DERA ISMAIL KHAN, Pakistan -- A suspected American missile strike killed five alleged militants in northwestern Pakistan early Thursday, an intelligence official said, the fourth such attack on suspected insurgent targets there in 24 hours. The barrage was one of the most intense since the attacks were stepped up more than two years ago in a bid to keep pressure on al-Qaida and its allies. ...

By ISHTIAQ MAHSUD ~ The Associated Press

DERA ISMAIL KHAN, Pakistan -- A suspected American missile strike killed five alleged militants in northwestern Pakistan early Thursday, an intelligence official said, the fourth such attack on suspected insurgent targets there in 24 hours.

The barrage was one of the most intense since the attacks were stepped up more than two years ago in a bid to keep pressure on al-Qaida and its allies. Most are believed to be fired from unmanned, remote-controlled planes that can hover for hours above the area.

Also Thursday, separate explosions -- one near the Afghan border and another in the country's southwest -- killed 13 people, officials said, while Britain said a U.K. journalist had been released from months of militant captivity close to the Afghan border.

U.S. officials do not publicly acknowledge the missile strikes but have said privately that they have killed several senior Taliban and al-Qaida militants and scores of foot soldiers in a region largely out of the control of the Pakistani state. Critics say innocents are also killed, fueling support for the insurgency.

The latest attack took place before dawn on a house close to a disused match factory a little more than a mile west of Miran Shah town, a hub for local and international militants in the North Waziristan region, an intelligence official said. He spoke on condition of anonymity in line with the policy of his agency. Five alleged militants were killed, he said.
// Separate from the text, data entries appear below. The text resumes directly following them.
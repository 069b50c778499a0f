//! A tiny level-triggered cancellation signal, shared by the Sandbox
//! Manager's `exec` and the Session Runtime's `abort`. `tokio_util`'s
//! `CancellationToken` would be the obvious pick but isn't part of this
//! codebase's dependency stack, so this follows the same preference seen
//! elsewhere (`signaling.rs`'s `browser_kick: Notify`) for a hand-rolled
//! `Notify` wrapper rather than pulling in a new crate for one flag.

use std::sync::Arc;
use std::sync::atomic::{AtomicBool, Ordering};

use tokio::sync::Notify;

#[derive(Clone, Default)]
pub struct CancelToken(Arc<Inner>);

#[derive(Default)]
struct Inner {
    cancelled: AtomicBool,
    notify: Notify,
}

impl CancelToken {
    pub fn new() -> Self {
        Self::default()
    }

    pub fn cancel(&self) {
        self.0.cancelled.store(true, Ordering::SeqCst);
        self.0.notify.notify_waiters();
    }

    pub fn is_cancelled(&self) -> bool {
        self.0.cancelled.load(Ordering::SeqCst)
    }

    /// Resolves once `cancel()` has been called. Safe to call before or
    /// after cancellation: checks the flag first so a cancel that raced
    /// ahead of the waiter is never missed.
    pub async fn cancelled(&self) {
        if self.is_cancelled() {
            return;
        }
        let notified = self.0.notify.notified();
        if self.is_cancelled() {
            return;
        }
        notified.await;
    }
}

#[cfg(test)]
mod tests {
    use super::*;

    #[tokio::test]
    async fn cancel_before_wait_is_not_missed() {
        let token = CancelToken::new();
        token.cancel();
        token.cancelled().await;
    }

    #[tokio::test]
    async fn cancel_after_wait_wakes_waiter() {
        let token = CancelToken::new();
        let waiter = token.clone();
        let handle = tokio::spawn(async move {
            waiter.cancelled().await;
        });
        tokio::time::sleep(std::time::Duration::from_millis(10)).await;
        token.cancel();
        handle.await.unwrap();
    }

    #[test]
    fn not_cancelled_by_default() {
        assert!(!CancelToken::new().is_cancelled());
    }
}
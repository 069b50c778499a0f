//! C6 Connection Gateway: authenticates a bidirectional connection, routes
//! it to a Session Runtime, and wires in the workspace's file-change
//! watcher. Grounded on `signaling.rs`'s ping/pong keepalive loop and its
//! `browser_kick`-driven single-connection-per-session replacement,
//! generalized from a fixed video/input duplex to the §4.5/§4.6 JSON frame
//! alphabets, with bearer-token auth against the Persistence Port instead
//! of JWT.

use std::path::PathBuf;
use std::sync::Arc;

use axum::extract::ws::{Message, WebSocket};
use forge_protocol::{InboundCommand, MessageRole, OutwardEvent};
use tokio::sync::mpsc;
use tokio::time::{Duration, Instant, interval};
use uuid::Uuid;

use crate::web::AppState;
use crate::workspace;

const WS_PING_INTERVAL: Duration = Duration::from_secs(30);
const WS_PONG_TIMEOUT: Duration = Duration::from_secs(90);

/// Handle one authenticated, authorized WebSocket connection for
/// `session_id`. Ownership and bearer-token validation have already
/// happened at the HTTP upgrade boundary (§4.6 "Authentication" /
/// "Authorization"); this function only deals with routing and framing.
pub async fn handle_session_ws(
    mut socket: WebSocket,
    session_id: Uuid,
    workspace_dir: String,
    user_id: Option<Uuid>,
    state: Arc<AppState>,
) {
    tracing::info!(%session_id, "Session stream connected");

    let (out_tx, mut out_rx) = mpsc::unbounded_channel::<OutwardEvent>();
    let work_dir = PathBuf::from(&state.config.server.data_root)
        .join("workspaces")
        .join(&workspace_dir);
    let runtime = state
        .runtimes
        .open_or_rebind(session_id, work_dir.clone(), out_tx.clone(), user_id)
        .await;

    let kicked = runtime.rebind_kick.notified();
    tokio::pin!(kicked);

    let watch = state
        .watchers
        .subscribe(&work_dir, state.config.session.watcher_debounce_ms)
        .await;
    let (watch_id, mut watch_rx) = match watch {
        Ok(pair) => (Some(pair.0), Some(pair.1)),
        Err(e) => {
            tracing::warn!(%session_id, "failed to start file watcher: {e}");
            (None, None)
        }
    };

    let mut ping_interval = interval(WS_PING_INTERVAL);
    ping_interval.tick().await;
    let mut last_pong = Instant::now();
    let mut pending_assistant_text = String::new();

    loop {
        tokio::select! {
            _ = &mut kicked => {
                tracing::info!(%session_id, "Connection replaced by a newer stream");
                let msg = OutwardEvent::Error { message: "replaced".to_string() };
                if let Ok(json) = serde_json::to_string(&msg) {
                    let _ = socket.send(Message::Text(json.into())).await;
                }
                break;
            }
            _ = ping_interval.tick() => {
                if last_pong.elapsed() > WS_PONG_TIMEOUT {
                    tracing::debug!(%session_id, "stream ping timeout, closing");
                    break;
                }
                if socket.send(Message::Ping(vec![].into())).await.is_err() {
                    break;
                }
            }
            Some(event) = out_rx.recv() => {
                if let OutwardEvent::MessageDelta { text } = &event {
                    pending_assistant_text.push_str(text);
                }
                if matches!(event, OutwardEvent::MessageEnd) && !pending_assistant_text.is_empty() {
                    persist_message(&state, session_id, MessageRole::Assistant, &pending_assistant_text).await;
                    pending_assistant_text.clear();
                }
                let json = match serde_json::to_string(&event) {
                    Ok(j) => j,
                    Err(e) => {
                        tracing::error!("failed to serialize outward event: {e}");
                        continue;
                    }
                };
                if socket.send(Message::Text(json.into())).await.is_err() {
                    break;
                }
            }
            Some(paths) = recv_opt(&mut watch_rx) => {
                let event = OutwardEvent::FilesChanged { paths };
                if let Ok(json) = serde_json::to_string(&event) {
                    if socket.send(Message::Text(json.into())).await.is_err() {
                        break;
                    }
                }
            }
            Some(result) = socket.recv() => {
                match result {
                    Ok(Message::Text(text)) => {
                        match serde_json::from_str::<InboundCommand>(&text) {
                            Ok(cmd) => {
                                if let InboundCommand::Prompt { message } | InboundCommand::Steer { message } = &cmd {
                                    persist_message(&state, session_id, MessageRole::User, message).await;
                                }
                                runtime.dispatch(cmd, &state.skills).await;
                            }
                            Err(e) => {
                                tracing::warn!(%session_id, "malformed frame: {e}");
                                runtime
                                    .send_event(OutwardEvent::Error { message: format!("malformed request: {e}") })
                                    .await;
                            }
                        }
                    }
                    Ok(Message::Pong(_)) => {
                        last_pong = Instant::now();
                    }
                    Ok(Message::Close(_)) => {
                        tracing::info!(%session_id, "stream closed by client");
                        break;
                    }
                    Err(e) => {
                        tracing::debug!(%session_id, "stream error: {e}");
                        break;
                    }
                    _ => {}
                }
            }
            else => break,
        }
    }

    runtime.unbind(&out_tx).await;
    if let Some(id) = watch_id {
        state.watchers.unsubscribe(&work_dir, id).await;
    }
    tracing::info!(%session_id, "Session stream disconnected");
}

async fn recv_opt(rx: &mut Option<mpsc::UnboundedReceiver<Vec<String>>>) -> Option<Vec<String>> {
    match rx {
        Some(rx) => rx.recv().await,
        None => std::future::pending().await,
    }
}

async fn persist_message(state: &Arc<AppState>, session_id: Uuid, role: MessageRole, content: &str) {
    if let Err(e) = state
        .db
        .append_message(session_id, role, content, workspace::now_secs())
        .await
    {
        tracing::error!(%session_id, "failed to persist message: {e}");
    }
}
//! C5 Session Runtime: the central component. One `Runtime` per active
//! session, owning the agent handle and the currently bound connection.
//! Grounded on `signaling.rs`'s `SignalingChannel`/`browser_kick` pair,
//! generalized from a fixed video/input duplex to an arbitrary outward
//! event stream with rebind-kicks-the-old-connection semantics.

use std::collections::HashMap;
use std::path::PathBuf;
use std::sync::Arc;
use std::sync::atomic::{AtomicBool, Ordering};

use forge_protocol::{InboundCommand, OutwardEvent};
use tokio::sync::{Mutex, Notify, RwLock, mpsc};
use tokio::task::JoinHandle;
use uuid::Uuid;

use crate::agent::{AgentContext, AgentFactory, AgentSession};
use crate::sandbox::SandboxManager;
use crate::skills::SkillRegistry;
use crate::translator::{self, AgentEvent};

/// One instance per active session (§4.5). `active_conn` is the "send
/// gate": agent events are translated and pushed here, and silently
/// dropped when no connection is bound or the bound connection's queue is
/// closed — per §9 "drop rather than backpressure".
pub struct Runtime {
    pub session_id: Uuid,
    agent: Arc<dyn AgentSession>,
    active_conn: Arc<RwLock<Option<mpsc::UnboundedSender<OutwardEvent>>>>,
    /// Notified on every `rebind`; a connection holding a `.notified()`
    /// future learns it has been replaced and closes itself. Mirrors the
    /// precedent's `browser_kick: Notify`.
    pub rebind_kick: Notify,
    forwarder: Mutex<Option<JoinHandle<()>>>,
    disposed: AtomicBool,
}

impl Runtime {
    /// Atomically swap the bound connection. In-flight agent events keep
    /// flowing to whichever connection is current at send time; the old
    /// connection is left for the Gateway to close after observing the kick.
    pub async fn rebind(&self, conn: mpsc::UnboundedSender<OutwardEvent>) {
        *self.active_conn.write().await = Some(conn);
        self.rebind_kick.notify_waiters();
    }

    /// Drop the active connection without installing a new one (called
    /// when a bound connection closes on its own, not via rebind).
    pub async fn unbind(&self, conn: &mpsc::UnboundedSender<OutwardEvent>) {
        let mut guard = self.active_conn.write().await;
        if let Some(current) = guard.as_ref() {
            if current.same_channel(conn) {
                *guard = None;
            }
        }
    }

    pub fn send_prompt(&self, text: String) {
        self.agent.prompt(text);
    }

    pub fn send_steer(&self, text: String) {
        self.agent.steer(text);
    }

    pub fn abort(&self) {
        self.agent.abort();
    }

    pub fn compact(&self) {
        self.agent.compact();
    }

    /// Dispatch one inbound wire command (§4.5). Skill lookup failures are
    /// reported as an `error` event on whatever connection is currently
    /// bound; unknown command types never reach here (they fail to parse
    /// upstream and are reported directly by the caller).
    pub async fn dispatch(&self, cmd: InboundCommand, skills: &SkillRegistry) {
        match cmd {
            InboundCommand::Prompt { message } => self.send_prompt(message),
            InboundCommand::SkillInvoke { skill, args } => match skills.expand(&skill, args.as_deref()) {
                Some(prompt) => self.send_prompt(prompt),
                None => {
                    self.send_event(OutwardEvent::Error {
                        message: format!("unknown or disabled skill: {skill}"),
                    })
                    .await;
                }
            },
            InboundCommand::Abort => self.abort(),
            InboundCommand::Steer { message } => self.send_steer(message),
            InboundCommand::Compact => self.compact(),
        }
    }

    /// Push an event straight to the currently bound connection, bypassing
    /// the agent-event translator (used for gateway-originated events:
    /// malformed-frame errors, skill-lookup errors).
    pub async fn send_event(&self, event: OutwardEvent) {
        if let Some(tx) = self.active_conn.read().await.as_ref() {
            let _ = tx.send(event);
        }
    }

    /// Unsubscribe the agent-event forwarder and cancel the agent's
    /// current turn. Idempotent.
    pub async fn dispose(&self) {
        if self.disposed.swap(true, Ordering::SeqCst) {
            return;
        }
        self.agent.abort();
        if let Some(handle) = self.forwarder.lock().await.take() {
            handle.abort();
        }
        *self.active_conn.write().await = None;
    }
}

/// Process-wide singleton mapping `sessionId -> Runtime` (§9 "global
/// mutable state"). Single writer via the internal lock; `open_or_rebind`
/// is idempotent per the §4.5 contract.
pub struct RuntimeTable {
    runtimes: RwLock<HashMap<Uuid, Arc<Runtime>>>,
    sandbox: Arc<SandboxManager>,
    agent_factory: Arc<dyn AgentFactory>,
}

impl RuntimeTable {
    pub fn new(sandbox: Arc<SandboxManager>, agent_factory: Arc<dyn AgentFactory>) -> Self {
        Self {
            runtimes: RwLock::new(HashMap::new()),
            sandbox,
            agent_factory,
        }
    }

    pub async fn get(&self, session_id: Uuid) -> Option<Arc<Runtime>> {
        self.runtimes.read().await.get(&session_id).cloned()
    }

    /// `open(sessionId, workDir, conn, userId)` (§4.5). Returns the
    /// existing runtime rebound to `conn` if one is already live, else
    /// constructs a new one: ensures a sandbox container for `userId` when
    /// sandboxing is enabled (falling back to host execution and logging
    /// on failure, never failing the open), spawns the agent, and starts
    /// the translator forwarding loop.
    pub async fn open_or_rebind(
        &self,
        session_id: Uuid,
        work_dir: PathBuf,
        conn: mpsc::UnboundedSender<OutwardEvent>,
        user_id: Option<Uuid>,
    ) -> Arc<Runtime> {
        if let Some(rt) = self.runtimes.read().await.get(&session_id).cloned() {
            rt.rebind(conn).await;
            return rt;
        }

        let mut runtimes = self.runtimes.write().await;
        if let Some(rt) = runtimes.get(&session_id).cloned() {
            rt.rebind(conn).await;
            return rt;
        }

        let sandbox = self.ensure_sandbox(session_id, user_id).await;
        let ctx = AgentContext {
            user_id,
            host_cwd: work_dir,
            sandbox,
        };

        let (events_tx, events_rx) = mpsc::unbounded_channel::<AgentEvent>();
        let agent = self.agent_factory.spawn(ctx, events_tx);
        let active_conn = Arc::new(RwLock::new(Some(conn)));
        let forwarder = tokio::spawn(forward_events(events_rx, Arc::clone(&active_conn)));

        let rt = Arc::new(Runtime {
            session_id,
            agent,
            active_conn,
            rebind_kick: Notify::new(),
            forwarder: Mutex::new(Some(forwarder)),
            disposed: AtomicBool::new(false),
        });
        runtimes.insert(session_id, Arc::clone(&rt));
        rt
    }

    async fn ensure_sandbox(&self, session_id: Uuid, user_id: Option<Uuid>) -> Option<Arc<SandboxManager>> {
        if !self.sandbox.is_enabled() {
            return None;
        }
        let Some(uid) = user_id else { return None };
        match self.sandbox.ensure(&uid.to_string()).await {
            Ok(_) => Some(Arc::clone(&self.sandbox)),
            Err(e) => {
                tracing::warn!(%session_id, %uid, "sandbox ensure failed, falling back to host execution: {e}");
                None
            }
        }
    }

    pub async fn dispose(&self, session_id: Uuid) {
        let rt = self.runtimes.write().await.remove(&session_id);
        if let Some(rt) = rt {
            rt.dispose().await;
        }
    }

    /// Dispose every live runtime (called on graceful shutdown).
    pub async fn dispose_all(&self) {
        let all: Vec<Arc<Runtime>> = self.runtimes.write().await.drain().map(|(_, v)| v).collect();
        for rt in all {
            rt.dispose().await;
        }
    }
}

/// Pipe translated agent events to whichever connection is bound at the
/// moment each event arrives — never buffered, never backpressured.
async fn forward_events(
    mut events: mpsc::UnboundedReceiver<AgentEvent>,
    active_conn: Arc<RwLock<Option<mpsc::UnboundedSender<OutwardEvent>>>>,
) {
    while let Some(event) = events.recv().await {
        let Some(outward) = translator::translate(&event) else {
            continue;
        };
        if let Some(tx) = active_conn.read().await.as_ref() {
            let _ = tx.send(outward);
        }
    }
}

#[cfg(test)]
mod tests {
    use super::*;
    use crate::agent::StubAgentFactory;
    use crate::sandbox::SandboxManager;
    use forge_protocol::SandboxConfig;
    use tempfile::tempdir;

    fn table() -> RuntimeTable {
        RuntimeTable::new(
            Arc::new(SandboxManager::new(test_sandbox_config())),
            Arc::new(StubAgentFactory),
        )
    }

    fn test_sandbox_config() -> SandboxConfig {
        SandboxConfig {
            enabled: false,
            runtime_binary: "docker".into(),
            image: "forge-sandbox:latest".into(),
            memory: "1g".into(),
            cpus: "1".into(),
            network: "none".into(),
            container_prefix: "forge".into(),
            skills_dir: "/tmp/forge-skills".into(),
            workspaces_root: "/workspaces-host".into(),
            probe_timeout_secs: 5,
        }
    }

    #[tokio::test]
    async fn open_twice_returns_same_runtime() {
        let table = table();
        let dir = tempdir().unwrap();
        let session_id = Uuid::new_v4();
        let (tx1, _rx1) = mpsc::unbounded_channel();
        let (tx2, _rx2) = mpsc::unbounded_channel();

        let rt1 = table
            .open_or_rebind(session_id, dir.path().to_path_buf(), tx1, None)
            .await;
        let rt2 = table
            .open_or_rebind(session_id, dir.path().to_path_buf(), tx2, None)
            .await;

        assert!(Arc::ptr_eq(&rt1, &rt2));
    }

    #[tokio::test]
    async fn rebind_notifies_kick() {
        let table = table();
        let dir = tempdir().unwrap();
        let session_id = Uuid::new_v4();
        let (tx1, _rx1) = mpsc::unbounded_channel();
        let (tx2, _rx2) = mpsc::unbounded_channel();

        let rt = table
            .open_or_rebind(session_id, dir.path().to_path_buf(), tx1, None)
            .await;
        let kicked = rt.rebind_kick.notified();
        tokio::pin!(kicked);

        table
            .open_or_rebind(session_id, dir.path().to_path_buf(), tx2, None)
            .await;

        tokio::time::timeout(std::time::Duration::from_secs(1), kicked)
            .await
            .expect("rebind should notify the previous connection");
    }

    #[tokio::test]
    async fn dispose_is_idempotent() {
        let table = table();
        let dir = tempdir().unwrap();
        let session_id = Uuid::new_v4();
        let (tx, _rx) = mpsc::unbounded_channel();
        table
            .open_or_rebind(session_id, dir.path().to_path_buf(), tx, None)
            .await;

        table.dispose(session_id).await;
        table.dispose(session_id).await;
        assert!(table.get(session_id).await.is_none());
    }

    #[tokio::test]
    async fn events_dropped_when_no_connection_bound() {
        let table = table();
        let dir = tempdir().unwrap();
        let session_id = Uuid::new_v4();
        let (tx, rx) = mpsc::unbounded_channel();
        let rt = table
            .open_or_rebind(session_id, dir.path().to_path_buf(), tx.clone(), None)
            .await;
        rt.unbind(&tx).await;
        drop(rx);

        rt.send_event(OutwardEvent::Error {
            message: "nobody home".into(),
        })
        .await;
        // No panic, no send target — the event is simply discarded.
    }
}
The three attacks Wednesday also took place in North Waziristan, a lawless region home to al-Qaida leaders plotting attacks in the West, insurgents battling foreign troops just across the border in Afghanistan and extremists behind bombings in Pakistan. There have been at least four other attacks over the last week.

Pakistani intelligence officials working from army bases in North Waziristan have a network of spies who inform them of the attacks. Sometimes journalists are able to speak by phone to villagers who witness them. Pakistani security agencies are believed to cooperate with at least some of the strikes, but there is very little independent reporting of them because the region is so dangerous for outsiders.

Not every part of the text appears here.